I do not know of any new research on this topic. We previously discussed two papers parents should be aware of; one concerns antisocial fathers and the other concerns antisocial mothers.
Antisocial Fathers
The common belief is that children are better off having a relationship with a father even if that father is a sociopath. In a landmark study, the only of its kind, researchers proved this is not the case. This study examined the children of 171 fathers high in sociopathic traits and 167 fathers low in sociopathic traits. In the two groups taken together, the presence of the father and his caretaking behavior weakly correlated with less antisocial behavior in children. However, when the two groups were examined separately a startling finding emerged. When fathers who were low in sociopathic traits were present in their children’s lives, children did substantially better. When fathers high in antisocial behavior were present in their children’s lives, children did much worse, especially if the father lived with them. The risk of conduct disorder in the children of antisocial fathers doubled when the fathers resided with the children.

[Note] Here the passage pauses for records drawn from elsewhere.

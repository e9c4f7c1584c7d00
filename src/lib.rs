pub mod cli;
pub mod config;
pub mod domain;
pub mod error;
pub mod git;
pub mod preflight;
pub mod process;
pub mod release;
pub mod ui;

pub use error::{Result, SrtError};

“When highly antisocial fathers reside with the family, children experience a double whammy of risk for antisocial behavior. They are at genetic risk because antisocial behavior is highly heritable. In addition, the same parents who transmit genes also provide the child’s rearing environment. We found that a father’s antisocial behavior accounted for his children’s behavior problems independent of any genetic risk he may have imparted, particularly when he resided with the family and spent time taking care of the children.”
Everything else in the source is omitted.